Other distinctive features include a translucent, orange-pinkish spore-bearing surface, in which pronounced deep folds and pockets are visible, and a whitish, pubescent top edge.
Fruit body : 3-10 cm in diameter and up to 5 mm thick, irregular in shape, prostrate on the substrate with hymenium on the surface, except for a small upper "influx".
The upper tucked edge is pubescent, whitish or with a white coating. Under the bloom, the color is beige, pinkish, maybe with a yellowish tint. As the quivering Phlebia grows, its upper, turned edge takes on a slightly sinuous shape, and zoning may appear in the color.

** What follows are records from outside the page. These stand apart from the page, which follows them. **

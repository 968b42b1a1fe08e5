use std::time::Duration;

use async_trait::async_trait;
use bollard::{
    container::LogOutput,
    errors::Error as BollardError,
    exec::{StartExecOptions, StartExecResults},
    models::{ContainerCreateBody, ExecConfig, HostConfig},
    query_parameters::{
        BuildImageOptionsBuilder, CreateContainerOptionsBuilder,
        DownloadFromContainerOptionsBuilder, LogsOptionsBuilder, RemoveContainerOptionsBuilder,
        RemoveImageOptionsBuilder, StartContainerOptions, StopContainerOptionsBuilder,
        WaitContainerOptionsBuilder,
    },
    Docker, API_DEFAULT_VERSION,
};
use bytes::Bytes;
use dashmap::DashMap;
use futures_util::{StreamExt, TryStreamExt};
use tracing::{debug, info};

use crate::runtime::{
    ContainerHandle, ContainerRuntime, ContainerSpec, DockerEndpoint, ExecOutput, ExitStatus,
    Result, RuntimeError,
};

const STOP_GRACE_SECS: i32 = 10;

/// [`ContainerRuntime`] backed by the Docker Engine API.
///
/// One client is kept per endpoint and created on first use.
pub struct DockerRuntime {
    clients: DashMap<DockerEndpoint, Docker>,
    connect_timeout_secs: u64,
}

impl DockerRuntime {
    pub fn new(connect_timeout_secs: u64) -> Self {
        Self {
            clients: DashMap::new(),
            connect_timeout_secs,
        }
    }

    fn client(&self, endpoint: &DockerEndpoint) -> Result<Docker> {
        if let Some(docker) = self.clients.get(endpoint) {
            return Ok(docker.clone());
        }
        let docker = connect(endpoint, self.connect_timeout_secs)?;
        debug!(endpoint = %endpoint, "connected docker client");
        self.clients.insert(endpoint.clone(), docker.clone());
        Ok(docker)
    }
}

fn connect(endpoint: &DockerEndpoint, timeout_secs: u64) -> Result<Docker> {
    let connected = match endpoint {
        DockerEndpoint::Local => Docker::connect_with_local_defaults(),
        DockerEndpoint::UnixSocket(path) => {
            Docker::connect_with_socket(path, timeout_secs, API_DEFAULT_VERSION)
        }
        DockerEndpoint::Tcp(addr) => Docker::connect_with_http(
            &format!("http://{addr}"),
            timeout_secs,
            API_DEFAULT_VERSION,
        ),
    };
    connected.map_err(|source| RuntimeError::Connect {
        endpoint: endpoint.label(),
        message: source.to_string(),
    })
}

fn is_not_found_error(error: &BollardError) -> bool {
    match error {
        BollardError::DockerResponseServerError { status_code, .. } => *status_code == 404,
        _ => false,
    }
}

fn docker_operation_error(
    endpoint: &DockerEndpoint,
    operation: &'static str,
    target: &str,
    source: BollardError,
) -> RuntimeError {
    if is_not_found_error(&source) {
        return RuntimeError::NotFound {
            target: target.to_owned(),
        };
    }
    RuntimeError::Operation {
        endpoint: endpoint.label(),
        operation,
        target: target.to_owned(),
        message: source.to_string(),
    }
}

#[async_trait]
impl ContainerRuntime for DockerRuntime {
    async fn create(&self, spec: &ContainerSpec) -> Result<ContainerHandle> {
        let docker = self.client(&spec.endpoint)?;
        let config = ContainerCreateBody {
            image: Some(spec.image.clone()),
            entrypoint: spec.entrypoint.clone(),
            cmd: Some(spec.cmd.clone()),
            working_dir: spec.working_dir.clone(),
            user: spec.user.clone(),
            env: if spec.env.is_empty() {
                None
            } else {
                Some(spec.env.clone())
            },
            labels: if spec.labels.is_empty() {
                None
            } else {
                Some(spec.labels.clone().into_iter().collect())
            },
            host_config: Some(HostConfig {
                binds: Some(spec.binds.clone()),
                ..HostConfig::default()
            }),
            ..ContainerCreateBody::default()
        };

        let options = spec
            .name
            .as_deref()
            .map(|name| CreateContainerOptionsBuilder::new().name(name).build());
        let target = spec.name.as_deref().unwrap_or(&spec.image);
        let created = docker
            .create_container(options, config)
            .await
            .map_err(|source| {
                docker_operation_error(&spec.endpoint, "create_container", target, source)
            })?;

        info!(
            container_id = %created.id,
            image = %spec.image,
            endpoint = %spec.endpoint,
            env_vars = spec.env.len(),
            binds = spec.binds.len(),
            "container created"
        );
        Ok(ContainerHandle::new(created.id, spec.endpoint.clone()))
    }

    async fn start(&self, handle: &ContainerHandle) -> Result<()> {
        let docker = self.client(&handle.endpoint)?;
        docker
            .start_container(&handle.id, None::<StartContainerOptions>)
            .await
            .map_err(|source| {
                docker_operation_error(&handle.endpoint, "start_container", &handle.id, source)
            })
    }

    async fn wait(
        &self,
        handle: &ContainerHandle,
        timeout: Option<Duration>,
    ) -> Result<ExitStatus> {
        let docker = self.client(&handle.endpoint)?;
        let waiting = async {
            let mut stream = docker.wait_container(
                &handle.id,
                Some(
                    WaitContainerOptionsBuilder::new()
                        .condition("not-running")
                        .build(),
                ),
            );
            match stream.next().await {
                Some(Ok(response)) => Ok(ExitStatus {
                    code: response.status_code,
                }),
                // bollard reports a non-zero exit as an error carrying the code.
                Some(Err(BollardError::DockerContainerWaitError { code, .. })) => {
                    Ok(ExitStatus { code })
                }
                Some(Err(source)) => Err(docker_operation_error(
                    &handle.endpoint,
                    "wait_container",
                    &handle.id,
                    source,
                )),
                None => Err(RuntimeError::Operation {
                    endpoint: handle.endpoint.label(),
                    operation: "wait_container",
                    target: handle.id.clone(),
                    message: "wait stream ended without a status".into(),
                }),
            }
        };

        match timeout {
            None => waiting.await,
            Some(after) => tokio::time::timeout(after, waiting)
                .await
                .map_err(|_| RuntimeError::Timeout {
                    operation: "wait_container",
                    target: handle.id.clone(),
                    after,
                })?,
        }
    }

    async fn logs(&self, handle: &ContainerHandle) -> Result<Vec<u8>> {
        let docker = self.client(&handle.endpoint)?;
        let chunks: Vec<LogOutput> = docker
            .logs(
                &handle.id,
                Some(LogsOptionsBuilder::new().stdout(true).stderr(true).build()),
            )
            .try_collect()
            .await
            .map_err(|source| {
                docker_operation_error(&handle.endpoint, "logs", &handle.id, source)
            })?;

        let mut out = Vec::new();
        for chunk in chunks {
            match chunk {
                LogOutput::StdOut { message }
                | LogOutput::StdErr { message }
                | LogOutput::Console { message } => out.extend_from_slice(&message),
                LogOutput::StdIn { .. } => {}
            }
        }
        Ok(out)
    }

    async fn exec(&self, handle: &ContainerHandle, argv: &[String]) -> Result<ExecOutput> {
        let docker = self.client(&handle.endpoint)?;
        let created = docker
            .create_exec(
                &handle.id,
                ExecConfig {
                    attach_stdout: Some(true),
                    attach_stderr: Some(true),
                    cmd: Some(argv.to_vec()),
                    ..ExecConfig::default()
                },
            )
            .await
            .map_err(|source| {
                docker_operation_error(&handle.endpoint, "create_exec", &handle.id, source)
            })?;

        let mut stdout = Vec::new();
        let mut stderr = Vec::new();
        let started = docker
            .start_exec(&created.id, None::<StartExecOptions>)
            .await
            .map_err(|source| {
                docker_operation_error(&handle.endpoint, "start_exec", &handle.id, source)
            })?;
        if let StartExecResults::Attached { mut output, .. } = started {
            while let Some(chunk) = output.next().await {
                let chunk = chunk.map_err(|source| {
                    docker_operation_error(&handle.endpoint, "exec_output", &handle.id, source)
                })?;
                match chunk {
                    LogOutput::StdErr { message } => stderr.extend_from_slice(&message),
                    LogOutput::StdOut { message } | LogOutput::Console { message } => {
                        stdout.extend_from_slice(&message)
                    }
                    LogOutput::StdIn { .. } => {}
                }
            }
        }

        let inspected = docker.inspect_exec(&created.id).await.map_err(|source| {
            docker_operation_error(&handle.endpoint, "inspect_exec", &handle.id, source)
        })?;

        Ok(ExecOutput {
            exit_code: inspected.exit_code.unwrap_or(-1),
            stdout: String::from_utf8_lossy(&stdout).into_owned(),
            stderr: String::from_utf8_lossy(&stderr).into_owned(),
        })
    }

    async fn stop(&self, handle: &ContainerHandle) -> Result<()> {
        let docker = self.client(&handle.endpoint)?;
        docker
            .stop_container(
                &handle.id,
                Some(StopContainerOptionsBuilder::new().t(STOP_GRACE_SECS).build()),
            )
            .await
            .map_err(|source| {
                docker_operation_error(&handle.endpoint, "stop_container", &handle.id, source)
            })
    }

    async fn delete(&self, handle: &ContainerHandle, force: bool) -> Result<()> {
        let docker = self.client(&handle.endpoint)?;
        docker
            .remove_container(
                &handle.id,
                Some(RemoveContainerOptionsBuilder::new().force(force).build()),
            )
            .await
            .map_err(|source| {
                docker_operation_error(&handle.endpoint, "remove_container", &handle.id, source)
            })
    }

    async fn archive_out(&self, handle: &ContainerHandle, path: &str) -> Result<Vec<u8>> {
        let docker = self.client(&handle.endpoint)?;
        let chunks: Vec<Bytes> = docker
            .download_from_container(
                &handle.id,
                Some(DownloadFromContainerOptionsBuilder::new().path(path).build()),
            )
            .try_collect()
            .await
            .map_err(|source| {
                docker_operation_error(&handle.endpoint, "download_from_container", path, source)
            })?;
        Ok(chunks.concat())
    }

    async fn build_image(
        &self,
        endpoint: &DockerEndpoint,
        context_tar: Vec<u8>,
        dockerfile: &str,
        tag: &str,
    ) -> Result<()> {
        let docker = self.client(endpoint)?;
        let options = BuildImageOptionsBuilder::new()
            .dockerfile(dockerfile)
            .t(tag)
            .rm(true)
            .build();
        let mut progress = docker.build_image(
            options,
            None,
            Some(bollard::body_full(Bytes::from(context_tar))),
        );
        while let Some(item) = progress.next().await {
            let info = item
                .map_err(|source| docker_operation_error(endpoint, "build_image", tag, source))?;
            if let Some(message) = info.error_detail.and_then(|d| d.message) {
                return Err(RuntimeError::Operation {
                    endpoint: endpoint.label(),
                    operation: "build_image",
                    target: tag.to_owned(),
                    message,
                });
            }
            if let Some(line) = info.stream.as_deref().map(str::trim).filter(|l| !l.is_empty()) {
                debug!(tag, "{line}");
            }
        }
        info!(tag, endpoint = %endpoint, "image built");
        Ok(())
    }

    async fn remove_image(&self, endpoint: &DockerEndpoint, tag: &str) -> Result<()> {
        let docker = self.client(endpoint)?;
        docker
            .remove_image(
                tag,
                Some(RemoveImageOptionsBuilder::new().force(true).build()),
                None,
            )
            .await
            .map(|_| ())
            .map_err(|source| docker_operation_error(endpoint, "remove_image", tag, source))
    }
}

Lower surface : translucent, often somewhat gelatinous, from orangeish to orange-pink or orange-red, to brownish in age, often has a pronounced zoning - almost white to the edge. Covered in a complex wrinkled pattern, creating the illusion of irregular porosity. The trembling merulius changes greatly with age, this is especially evident from how the hymenophore changes. In young specimens, these are small wrinkles, folds, which then deepen, acquiring an increasingly bizarre appearance, reminiscent of a complex maze.
Leg : absent.
Flesh : whitish, very thin, elastic, slightly gelatinous.
Smell and taste : no particular taste or smell.
Spore powder : White.
Spores : 3.5-4.5 x 1-2 microns, smooth, smooth, non-amyloid, sausage-like, with two drops of oil.
Saprophyte on dead deciduous wood (prefers broad-leaved) and, rarely, conifers. Fruiting bodies are solitary (rarely) or in small groups, they can grow together into rather large clusters. Cause white rot.
Season and distribution
From the second half of spring until frost. Fruiting bodies are annual, can grow on the same trunk annually until the substrate is depleted.
Merulius quivering is widespread in almost all continents.
Unknown. The mushroom is obviously not poisonous, but it is considered inedible.